Is Mandarin the dominant spoken language on Penghu (given the Ming, Koxinga, Qing history)?

Dominant languages are probably Mandarin and Taiwanese.

I’m working in a school in Penghu atm and have seen most of the sites on the main 3 connected islands (Magong/Huxi - Baisha - Xiyu) and the main attractions have been mentioned in previous posts. Still need to see the Xiaomen Whale cave / geology museum in Xiyu. Theres also a temple with giant turtles in an underground cavern (?) at Juwan, also in Xiyu, as well as an aquarium in Baisha - but was under renovation last time i checked though.

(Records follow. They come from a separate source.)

//! Per-request authorization oracle.
//!
//! A `SecurityContext` is constructed once per request from a [`Subject`]
//! snapshot and reused for the request's whole duration, traversal included.
//! Decisions are plain booleans: absence of permission is `false`, and the
//! caller decides whether that surfaces as an access-denied failure or as
//! not-found (when existence itself must be hidden, a forbidden fact must be
//! indistinguishable from a non-existent one).
//!
//! Decisions are never cached across requests: ACL entries are append-only
//! and roles can change between requests, so each request evaluates against
//! its own snapshot.

use uuid::Uuid;

use crate::store::FactStore;
use crate::types::{AccessMode, FactRecord, Grant, ObjectRecord, Subject};

/// Per-request authorization oracle.
///
/// Closed over an immutable subject snapshot, so it is safe to consult
/// concurrently from parallel edge expansions within one traversal.
#[derive(Debug, Clone)]
pub struct SecurityContext {
    subject: Subject,
}

impl SecurityContext {
    /// Create a context for the given subject snapshot.
    pub fn new(subject: Subject) -> Self {
        Self { subject }
    }

    /// The subject this context decides for.
    pub fn subject(&self) -> &Subject {
        &self.subject
    }

    /// The subject's identifier.
    pub fn current_user_id(&self) -> Uuid {
        self.subject.id
    }

    /// The subject's own organization.
    pub fn current_organization_id(&self) -> Uuid {
        self.subject.organization_id
    }

    /// Whether the subject may read the given fact.
    ///
    /// - `Public`: always readable.
    /// - `RoleBased`: readable within the fact's organization, by an
    ///   administrator scoped to that organization, or through an ACL entry
    ///   widening access.
    /// - `Explicit`: readable only through the fact's ACL set.
    pub fn can_read_fact(&self, fact: &FactRecord) -> bool {
        match fact.access_mode {
            AccessMode::Public => true,
            AccessMode::RoleBased => {
                self.subject.organization_id == fact.organization_id
                    || self.subject.has_grant(fact.organization_id, Grant::Administer)
                    || fact.acl.contains(&self.subject.id)
            }
            AccessMode::Explicit => fact.acl.contains(&self.subject.id),
        }
    }

    /// Whether the subject may create facts for the given organization.
    pub fn can_write(&self, organization_id: Uuid) -> bool {
        self.subject.has_grant(organization_id, Grant::AddFacts)
    }

    /// Whether the subject may see the given object.
    ///
    /// Objects carry no access control of their own: an object is readable
    /// iff at least one fact bound to it is readable. An object with no
    /// visible facts does not exist as far as this subject is concerned.
    pub async fn can_read_object<S: FactStore>(
        &self,
        store: &S,
        object: &ObjectRecord,
    ) -> Result<bool, S::Error> {
        let facts = store.get_object_facts(&object.id).await?;
        Ok(facts.iter().any(|fact| self.can_read_fact(fact)))
    }
}

#[cfg(test)]
mod tests {
    use super::*;
    use crate::store::InMemoryFactStore;
    use crate::types::{FactId, ObjectId};

    fn make_fact(id: u128, organization_id: Uuid, access_mode: AccessMode) -> FactRecord {
        FactRecord::new(
            FactId::new(Uuid::from_u128(id)),
            Uuid::from_u128(10),
            organization_id,
            Uuid::from_u128(200),
            access_mode,
            1000,
        )
    }

    #[test]
    fn test_public_facts_readable_by_everyone() {
        let fact = make_fact(1, Uuid::from_u128(100), AccessMode::Public);
        let stranger = SecurityContext::new(Subject::new(
            Uuid::from_u128(1),
            "stranger",
            Uuid::from_u128(999),
        ));
        assert!(stranger.can_read_fact(&fact));
    }

    #[test]
    fn test_role_based_requires_same_organization_or_admin() {
        let org = Uuid::from_u128(100);
        let fact = make_fact(1, org, AccessMode::RoleBased);

        let insider = SecurityContext::new(Subject::new(Uuid::from_u128(1), "insider", org));
        let outsider =
            SecurityContext::new(Subject::new(Uuid::from_u128(2), "outsider", Uuid::from_u128(999)));
        let admin = SecurityContext::new(
            Subject::new(Uuid::from_u128(3), "admin", Uuid::from_u128(999))
                .with_grant(org, Grant::Administer),
        );

        assert!(insider.can_read_fact(&fact));
        assert!(!outsider.can_read_fact(&fact));
        assert!(admin.can_read_fact(&fact));
    }

    #[test]
    fn test_role_based_widened_by_acl_entry() {
        let org = Uuid::from_u128(100);
        let outsider_id = Uuid::from_u128(2);
        let fact = make_fact(1, org, AccessMode::RoleBased).with_acl([outsider_id]);

        let outsider =
            SecurityContext::new(Subject::new(outsider_id, "outsider", Uuid::from_u128(999)));
        assert!(outsider.can_read_fact(&fact));
    }

    #[test]
    fn test_explicit_requires_acl_membership() {
        let org = Uuid::from_u128(100);
        let member_id = Uuid::from_u128(1);
        let fact = make_fact(1, org, AccessMode::Explicit).with_acl([member_id]);

        let member = SecurityContext::new(Subject::new(member_id, "member", org));
        // Same organization is not enough for explicit facts.
        let insider = SecurityContext::new(Subject::new(Uuid::from_u128(2), "insider", org));

        assert!(member.can_read_fact(&fact));
        assert!(!insider.can_read_fact(&fact));
    }

    #[test]
    fn test_can_write_requires_add_facts_grant() {
        let org = Uuid::from_u128(100);
        let writer = SecurityContext::new(
            Subject::new(Uuid::from_u128(1), "writer", org).with_grant(org, Grant::AddFacts),
        );
        let reader = SecurityContext::new(Subject::new(Uuid::from_u128(2), "reader", org));

        assert!(writer.can_write(org));
        assert!(!reader.can_write(org));
        assert!(!writer.can_write(Uuid::from_u128(999)));
    }

    #[tokio::test]
    async fn test_object_visibility_derives_from_bound_facts() {
        let org = Uuid::from_u128(100);
        let object_id = ObjectId::new(Uuid::from_u128(50));
        let other_id = ObjectId::new(Uuid::from_u128(51));

        let store = InMemoryFactStore::new();
        store.add_object(ObjectRecord::new(object_id, Uuid::from_u128(5), "apt28"));
        store.add_object(ObjectRecord::new(other_id, Uuid::from_u128(5), "sofacy"));
        store.add_fact(
            make_fact(1, org, AccessMode::Explicit).with_endpoints(object_id, other_id),
        );

        let object = store.get_object(&object_id).await.unwrap().unwrap();
        let stranger = SecurityContext::new(Subject::new(
            Uuid::from_u128(9),
            "stranger",
            Uuid::from_u128(999),
        ));

        // Only an explicit fact binds the object and the stranger is not on
        // its ACL, so the object itself is invisible.
        assert!(!stranger.can_read_object(&store, &object).await.unwrap());
    }
}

the beach at Shanshui looked amazing when i went there in October-ish but at that time it was very windy (+ sand = not a good idea) so no tourists around - will be re-visiting as the weather gets better. Fenggui is also an attraction of sorts and between shanshui and fenggui is also Shili beach. Other beaches which I’ve heard about but haven’t been yet are Aimen and Lintou. The surrounding islands also look nice, Qimei, Wang’an etc, should have flights / ferries to them.

The temple with the underground coral cavern and giant sea turtles is astonishing, even in all its legal-grey area environmentally-challenged horror. The temple is called Dayi and it’s on Xiyu Island (part of the main connected archipelago).

Aimen Beach is beautiful but the beach at Lintou park is not good for swimming according to locals because of the sharp coral.

I went to Penghu with my family last weekend. It was cloudy and cold for most of the 2.5 days we were there but it was still quite enjoyable.

It costs 3000 ntd for a return flight from Taichung which takes 30 mins or so, 45 mins from Taipei. Very handy for us as we live 15 mins from the airport, so we would have been in Penghu in an hour except for a fog delay.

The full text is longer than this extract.